Osteoblasts are a type of cells responsible for the formation of osseous structures and continuous biochemical bone turnover. Isozaki et al. (2008) studied osteoblasts harvested from OA patients and exposed simultaneously to TNF-α and IFN-γ, showing that the stimulation increased both the production of CX3CL1 mRNA and the synthesis of free CX3CL1. A comparison with a control group of similarly stimulated normal cells demonstrated a much more marked rise in the production of CX3CL1 mRNA and CX3CR1 by osteoblasts harvested from OA patients. These results may indicate that osteoblasts in OA patients, which are exposed to the synergistic effects of TNF-α and IFN-γ in the course of the disease, represent a major cellular source of CX3CL1 produced in affected joint structures.

Conclusions

Osteoarthritis is an important problem in today’s ageing society.
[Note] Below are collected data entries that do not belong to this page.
//! Bark rules.
//!
//! A cascade: each rule negates every earlier one, so at most one bark
//! conclusion fires per lot. Substrate wins unless the lot is pine with
//! strong compost demand, which goes to the acidophilic substrate line.

use super::{Family, Rule, RuleContext, RuleDef};
use crate::models::{Conclusion, ConclusionKind, Predicate};

fn is_bark(ctx: &RuleContext) -> bool {
    ctx.is(Predicate::Tipo, "corteza")
}

fn pine_for_compost(ctx: &RuleContext) -> bool {
    ctx.is(Predicate::Especie, "pino") && ctx.is(Predicate::DemandaCompost, "alta")
}

pub(crate) fn substrate(ctx: &RuleContext) -> bool {
    is_bark(ctx) && ctx.is(Predicate::DemandaSustrato, "alta") && !pine_for_compost(ctx)
}

pub(crate) fn compost(ctx: &RuleContext) -> bool {
    is_bark(ctx)
        && !substrate(ctx)
        && ctx.is(Predicate::MercadoCompost, "verdadero")
        && ctx.is(Predicate::Contaminacion, "ninguna")
        && ctx.is(Predicate::DemandaCompost, "alta")
}

pub(crate) fn acidophilic(ctx: &RuleContext) -> bool {
    is_bark(ctx) && !substrate(ctx) && !compost(ctx) && pine_for_compost(ctx)
}

pub(crate) fn store(ctx: &RuleContext) -> bool {
    is_bark(ctx)
        && !substrate(ctx)
        && !compost(ctx)
        && !acidophilic(ctx)
        && ctx.is(Predicate::DemandaCompost, "baja")
        && ctx.is(Predicate::EspacioCompost, "limitado")
}

pub(crate) fn gardening(ctx: &RuleContext) -> bool {
    is_bark(ctx)
        && !substrate(ctx)
        && !compost(ctx)
        && !acidophilic(ctx)
        && !store(ctx)
        && ctx.is(Predicate::DemandaJardineria, "alta")
}

pub fn rules() -> Vec<Box<dyn Rule>> {
    let row = |id, name, conclusion, condition| -> Box<dyn Rule> {
        Box::new(RuleDef {
            id,
            name,
            family: Family::Bark,
            kind: ConclusionKind::Optimal,
            conclusion,
            condition,
        })
    };

    vec![
        row("R01", "Bark to nursery substrate", Conclusion::ProducirSustrato, substrate),
        row("R02", "Bark to compost", Conclusion::ProducirCompostaje, compost),
        row(
            "R03",
            "Pine bark to acidophilic compost",
            Conclusion::CompostajeOSustratoAcidofilo,
            acidophilic,
        ),
        row("R04", "Store bark temporarily", Conclusion::AlmacenarTemporalmente, store),
        row("R05", "Bark to gardening substrate", Conclusion::SustratoJardineria, gardening),
    ]
}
Its presentation includes both its multifactorial aetiology and a complex course as well as the ever-present problem of providing optimum treatment. All these factors make OA a continuing challenge to several medical specialities. On the basis of available international literature, we have discussed the potential role of CX3CL1 and the CX3CR1 receptor in the pathophysiology of OA. As stated in the introduction, the presence of CX3CL1 in synovial fluid, peripheral blood and inflamed tissues is not a finding confined to OA patients. Patients with other inflammatory joint conditions, such as RA, often demonstrate significantly higher CX3CL1 levels than patients with OA. The data presented in this paper, however, clearly imply that the presence and role of fractalkine in the development of OA should not be ignored by researchers. Independent studies from various centres confirm that elevated levels of CX3CL1 are present in synovial fluid of OA patients as compared to samples obtained from healthy controls. Of note is also the conspicuous correlation between CX3CL1 levels in synovial fluid and in peripheral blood. This correlation also makes it possible to link these parameters to progression of radiographic degenerative lesions. This paves the way for employing CX3CL1 as a helpful marker in determining the severity of OA or monitoring treatment outcomes. The presence of CX3CR1 has been described in the synovial membranes of OA patients. More detailed investigations shed light on potential phenomena on cellular and subcellular level in cells directly involved in the pathophysiology of OA. The few studies available so far are not sufficient to fully elucidate the role of CX3CL1 and CX3CR1 in the pathomechanism of OA. As stated in the introduction, assessment of the occurrence and role of CX3CL1 and its receptor requires further, more detailed studies that hold promise for tangible future benefits stemming from more precise identification and understanding of the nature of OA at cell level and, consequently, the development of new treatment methods.